Many individuals heard about blockchain technology for the first time in 2017. Although it has many possible applications, it is best known as one of the key technologies underpinning cryptocurrencies such as Bitcoin and Ethereum, both of which reached all-time trading highs near the end of 2017. Their price surges fueled speculation about blockchain’s potential broader effects on every domain from logistics to medical devices.
What is blockchain, exactly? Despite the hype and the recent digital currency boom, the technology itself is pretty abstract, even compared to other in vogue technical concepts such as cloud computing. Let’s look at how it works, along with its implications for data security.
Blockchain primer: A new system of record
Maybe the best way to understand blockchain is as an innovative approach to a ledger. It’s fundamentally similar to other types of ledgers like accounting books or Microsoft Excel sheets, but it’s set apart by its decentralized and immutable design.
Decentralization
Access to a blockchain is distributed among the nodes (i.e., participants) on its network. Accordingly, it’s different than ledgers that are held in private copies by a select few. When a new entry (block) is attempted on a blockchain, nodes must reach consensus before it clears.

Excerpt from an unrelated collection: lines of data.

//! OpenRouter client implementation.
//!
//! OpenRouter provides a unified API for accessing multiple LLM providers
//! through a single endpoint, which is what makes ordered model fallback
//! possible with a single credential.

use async_trait::async_trait;
use reqwest::Client;
use serde::{Deserialize, Serialize};
use std::time::Duration;

use crate::error::LlmError;
use crate::llm::{ChatProvider, ChatRequest, ChatResponse, Choice, Message, Usage};

/// Default OpenRouter API endpoint.
const OPENROUTER_BASE_URL: &str = "https://openrouter.ai/api/v1";

/// Request timeout in seconds.
///
/// Kept short because every coaching call races a user waiting at a prompt
/// and a failed model is retried on the next one in the chain anyway.
const REQUEST_TIMEOUT_SECS: u64 = 30;

/// Referer reported to OpenRouter for app attribution.
const APP_REFERER: &str = "https://debate-coach.local";

/// Application title reported to OpenRouter.
const APP_TITLE: &str = "Digital Debate Coach";

/// OpenRouter client for chat completions.
///
/// This client implements the `ChatProvider` trait with exactly one HTTP
/// attempt per call. It deliberately has no default model: the model is
/// always chosen by the caller, normally a `FallbackChain` walking its
/// ordered model list.
pub struct OpenRouterClient {
    /// HTTP client for making API requests.
    client: Client,
    /// API key for OpenRouter authentication.
    api_key: String,
    /// Base URL for the OpenRouter API.
    base_url: String,
}

impl OpenRouterClient {
    /// Create a new OpenRouter client with the given API key.
    pub fn new(api_key: String) -> Self {
        Self::with_base_url(api_key, OPENROUTER_BASE_URL.to_string())
    }

    /// Create a new OpenRouter client with a custom base URL.
    ///
    /// Useful for testing or OpenRouter-compatible proxies.
    pub fn with_base_url(api_key: String, base_url: String) -> Self {
        Self {
            client: Client::builder()
                .timeout(Duration::from_secs(REQUEST_TIMEOUT_SECS))
                .build()
                .expect("Failed to build HTTP client - system TLS configuration error"),
            api_key,
            base_url,
        }
    }

    /// Get the API key (for debugging, returns masked value).
    pub fn api_key_masked(&self) -> String {
        if self.api_key.len() <= 8 {
            "*".repeat(self.api_key.len())
        } else {
            format!(
                "{}...{}",
                &self.api_key[..4],
                &self.api_key[self.api_key.len() - 4..]
            )
        }
    }

    /// Get the base URL.
    pub fn base_url(&self) -> &str {
        &self.base_url
    }

    /// Execute a single chat completion request.
    async fn execute_request(&self, request: &ApiRequest) -> Result<ChatResponse, LlmError> {
        let url = format!("{}/chat/completions", self.base_url);

        let http_response = self
            .client
            .post(&url)
            .header("Content-Type", "application/json")
            .header("Authorization", format!("Bearer {}", self.api_key))
            .header("HTTP-Referer", APP_REFERER)
            .header("X-Title", APP_TITLE)
            .json(request)
            .send()
            .await
            .map_err(|e| LlmError::RequestFailed(e.to_string()))?;

        let status = http_response.status();

        if !status.is_success() {
            let status_code = status.as_u16();
            let error_text = http_response
                .text()
                .await
                .unwrap_or_else(|_| "Failed to read error response".to_string());

            // Try to parse structured error response
            if let Ok(error_response) = serde_json::from_str::<ApiErrorResponse>(&error_text) {
                return Err(match status_code {
                    429 => LlmError::RateLimited(error_response.error.message),
                    404 => LlmError::ModelUnavailable(error_response.error.message),
                    code => LlmError::ApiError {
                        code,
                        message: error_response.error.message,
                    },
                });
            }

            return Err(LlmError::ApiError {
                code: status_code,
                message: error_text,
            });
        }

        let api_response: ApiResponse = http_response
            .json()
            .await
            .map_err(|e| LlmError::ParseError(format!("Failed to parse API response: {}", e)))?;

        let choices = api_response
            .choices
            .into_iter()
            .map(|choice| Choice {
                index: choice.index,
                message: Message {
                    role: choice.message.role,
                    content: choice.message.content,
                },
                finish_reason: choice.finish_reason.unwrap_or_else(|| "stop".to_string()),
            })
            .collect();

        let usage = api_response.usage.unwrap_or_default();

        Ok(ChatResponse {
            id: api_response.id,
            model: api_response.model,
            choices,
            usage: Usage {
                prompt_tokens: usage.prompt_tokens,
                completion_tokens: usage.completion_tokens,
                total_tokens: usage.total_tokens,
            },
        })
    }
}

#[async_trait]
impl ChatProvider for OpenRouterClient {
    async fn complete(&self, request: ChatRequest) -> Result<ChatResponse, LlmError> {
        let api_request = ApiRequest {
            model: request.model,
            messages: request.messages,
            temperature: request.temperature,
            max_tokens: request.max_tokens,
            top_p: request.top_p,
        };

        self.execute_request(&api_request).await
    }
}

/// Internal request structure for the OpenRouter API.
#[derive(Debug, Clone, Serialize)]
struct ApiRequest {
    model: String,
    messages: Vec<Message>,
    #[serde(skip_serializing_if = "Option::is_none")]
    temperature: Option<f64>,
    #[serde(skip_serializing_if = "Option::is_none")]
    max_tokens: Option<u32>,
    #[serde(skip_serializing_if = "Option::is_none")]
    top_p: Option<f64>,
}

/// Internal response structure from the OpenRouter API.
#[derive(Debug, Deserialize)]
struct ApiResponse {
    id: String,
    model: String,
    choices: Vec<ApiChoice>,
    usage: Option<ApiUsage>,
}

/// Internal choice structure from the API response.
#[derive(Debug, Deserialize)]
struct ApiChoice {
    index: u32,
    message: ApiMessage,
    finish_reason: Option<String>,
}

/// Internal message structure from the API response.
#[derive(Debug, Deserialize)]
struct ApiMessage {
    role: String,
    content: String,
}

/// Internal usage structure from the API response.
#[derive(Debug, Default, Deserialize)]
struct ApiUsage {
    prompt_tokens: u32,
    completion_tokens: u32,
    total_tokens: u32,
}

/// Error response from the API.
#[derive(Debug, Deserialize)]
struct ApiErrorResponse {
    error: ApiErrorDetail,
}

/// Error detail from the API.
#[derive(Debug, Deserialize)]
struct ApiErrorDetail {
    message: String,
}

#[cfg(test)]
mod tests {
    use super::*;

    #[test]
    fn test_openrouter_client_new() {
        let client = OpenRouterClient::new("test-api-key".to_string());

        assert_eq!(client.base_url(), OPENROUTER_BASE_URL);
        assert_eq!(client.api_key_masked(), "test...-key");
    }

    #[test]
    fn test_openrouter_client_with_base_url() {
        let client = OpenRouterClient::with_base_url(
            "test-key".to_string(),
            "https://custom.api.com/v1".to_string(),
        );

        assert_eq!(client.base_url(), "https://custom.api.com/v1");
    }

    #[test]
    fn test_api_key_masked_short() {
        let client = OpenRouterClient::new("abc".to_string());
        assert_eq!(client.api_key_masked(), "***");
    }

    #[test]
    fn test_api_key_masked_normal() {
        let client = OpenRouterClient::new("sk-1234567890abcdef".to_string());
        assert_eq!(client.api_key_masked(), "sk-1...cdef");
    }

    #[tokio::test]
    async fn test_complete_connection_error() {
        let client = OpenRouterClient::with_base_url(
            "test-key".to_string(),
            "http://localhost:65535".to_string(),
        );

        let request = ChatRequest::new("test-model", vec![Message::user("test")]);
        let result = client.complete(request).await;

        assert!(result.is_err());
        let err = result.unwrap_err();
        assert!(matches!(err, LlmError::RequestFailed(_)));
    }

    #[test]
    fn test_api_request_serialization() {
        let request = ApiRequest {
            model: "test-model".to_string(),
            messages: vec![Message::user("Hello")],
            temperature: Some(0.8),
            max_tokens: Some(400),
            top_p: None,
        };

        let json = serde_json::to_string(&request).expect("serialization should succeed");
        assert!(json.contains("\"model\":\"test-model\""));
        assert!(json.contains("\"temperature\":0.8"));
        assert!(json.contains("\"max_tokens\":400"));
        assert!(!json.contains("top_p"));
    }
}
//! Prompt construction for the coaching operations.
//!
//! Conversation prompts are English because the models follow structural
//! instructions best that way; the persona prompts and the strength
//! analysis are Lithuanian because that is what the student reads.
//!
//! Untrusted text (topic, student argument) is always substituted last in
//! each chain so placeholder-shaped fragments inside it are never
//! re-expanded.

use super::context::{DebateContext, DebatePosition};
use super::personality::Personality;

/// A system/user prompt pair ready to send.
#[derive(Debug, Clone)]
pub struct PromptPair {
    /// System prompt establishing the partner's role.
    pub system: String,
    /// User prompt with the specific request.
    pub user: String,
}

const OPENING_SYSTEM_TEMPLATE: &str = r#"{persona_prompt}

You are starting a debate on: "{topic}"
Your position: {stance} the topic.
Provide a strong opening argument that sets the tone for an educational debate."#;

const OPENING_USER_TEMPLATE: &str = r#"Generate an opening argument for the {position} side of: "{topic}""#;

const REBUTTAL_SYSTEM_TEMPLATE: &str = r#"{persona_prompt}

Debate Topic: "{topic}"
Your Position: {stance_instruction}
Current Round: {round}/5
Context: This is an educational debate for students to practice argumentation skills."#;

const REBUTTAL_USER_TEMPLATE: &str = r#"The student argues: "{argument}"

Please provide a {position} counterargument that is appropriate for round {round}. Be {style}."#;

const FEEDBACK_SYSTEM: &str = "You are a debate coach providing constructive feedback on student arguments. Analyze strengths, suggest improvements, and rate the argument's effectiveness. Keep feedback educational and encouraging.";

const FEEDBACK_USER_TEMPLATE: &str = r#"Please analyze this debate argument for round {round}:

Topic: "{topic}"
Argument: "{argument}"

Provide brief feedback on:
1. Strength of reasoning
2. Use of evidence
3. Clarity of expression
4. Suggestions for improvement

Keep it concise but helpful (2-3 sentences)."#;

const ANALYSIS_SYSTEM: &str = "Tu esi debatų analitikas. Įvertink argumento stiprumą 0-100 skalėje pagal: loginį darną (30%), įrodymų kokybę (25%), aiškumą (20%), originalumą (15%), ir retorini poveikį (10%). Atsiliepk lietuviškai.";

const ANALYSIS_USER_TEMPLATE: &str = r#"Tema: "{topic}"
Pozicija: {position}
Argumentas: "{argument}"

Įvertink šio argumento stiprumą ir grąžink atsakymą tokiu formatu:
SCORE: [skaičius 0-100]
ANALYSIS: [1-2 sakiniai apie stipriąsias ir silpnąsias vietas]"#;

/// Builds the prompt pair for an opening statement.
pub fn build_opening_prompt(
    personality: &Personality,
    topic: &str,
    position: DebatePosition,
) -> PromptPair {
    let system = OPENING_SYSTEM_TEMPLATE
        .replace("{persona_prompt}", &personality.system_prompt)
        .replace("{stance}", position.stance_verb())
        .replace("{topic}", topic);

    let user = OPENING_USER_TEMPLATE
        .replace("{position}", position.as_str())
        .replace("{topic}", topic);

    PromptPair { system, user }
}

/// Builds the prompt pair for a counterargument to the student's move.
pub fn build_rebuttal_prompt(
    personality: &Personality,
    context: &DebateContext,
    argument: &str,
) -> PromptPair {
    let system = REBUTTAL_SYSTEM_TEMPLATE
        .replace("{persona_prompt}", &personality.system_prompt)
        .replace("{stance_instruction}", context.position.stance_instruction())
        .replace("{round}", &context.round.to_string())
        .replace("{topic}", &context.topic);

    let user = REBUTTAL_USER_TEMPLATE
        .replace("{position}", context.position.as_str())
        .replace("{round}", &context.round.to_string())
        .replace("{style}", personality.difficulty.response_style())
        .replace("{argument}", argument);

    PromptPair { system, user }
}

/// Builds the prompt pair for coaching feedback on an argument.
pub fn build_feedback_prompt(argument: &str, topic: &str, round: u32) -> PromptPair {
    let user = FEEDBACK_USER_TEMPLATE
        .replace("{round}", &round.to_string())
        .replace("{topic}", topic)
        .replace("{argument}", argument);

    PromptPair {
        system: FEEDBACK_SYSTEM.to_string(),
        user,
    }
}

/// Builds the prompt pair for the tagged strength analysis.
pub fn build_analysis_prompt(
    argument: &str,
    topic: &str,
    position: DebatePosition,
) -> PromptPair {
    let user = ANALYSIS_USER_TEMPLATE
        .replace("{position}", position.side_label())
        .replace("{topic}", topic)
        .replace("{argument}", argument);

    PromptPair {
        system: ANALYSIS_SYSTEM.to_string(),
        user,
    }
}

There are many possible consensus mechanisms, but one of the most common is called proof-of-work. It involves submitting a solution to a complex cryptographic problem to demonstrate that real-world resources (usually CPU processing cycles during cryptocurrency mining) were consumed by the transaction. This is how Bitcoin works.
Immutability
Blockchain activities are irreversible, thanks to the mathematical impracticality of making changes to the individual blocks. This immutability has some drawbacks in finance (e.g., there is no chargeback a la credit cards) but it has upsides as an anti-tampering measure. A well-maintained blockchain should be a trustworthy record of transactions, free of any secretive modifications.
Some of the most prominent proposed applications for blockchain – such as those in supply chain management – hinge on the prospect of increase trust between parties. The theory is that they will be able to cooperate more easily since they can all have faith in a blockchain-based recordkeeping system.
Blockchain and data security
Blockchain could help improve data security by reducing the chance of sensitive data being deleted or changed. However, not all blockchains are created equal. Private blockchains restricted to users vetted before they can join are typically safer than ones open to the public, as there will be less likelihood of sensitive information being exposed.
Since blockchains are digital creations, they are only as safe as their underlying infrastructure, including the stewardship of associated encryption keys and account logins. Stories abound of people who lost significant amounts of cryptocurrency due to cyberattacks against poorly secured online exchanges. The immutability of those blockchains did their victims no good in the wake of successful breaches.
Consumers should tread lightly for now in regard to blockchains and be sure to take practical steps to secure any blockchain-tied assets they own, as well as the devices they use to access and/or store them. The same security measures that apply to securing traditional types of data apply here, too:
- Be sure to have anti-virus software installed to prevent malware from hijacking your PC and using it to as a Bitcoin miner.
- Protect your accounts with two-factor authentication and strong passwords.
- Back up your data, ideally to both a cloud-based service and a local hard drive.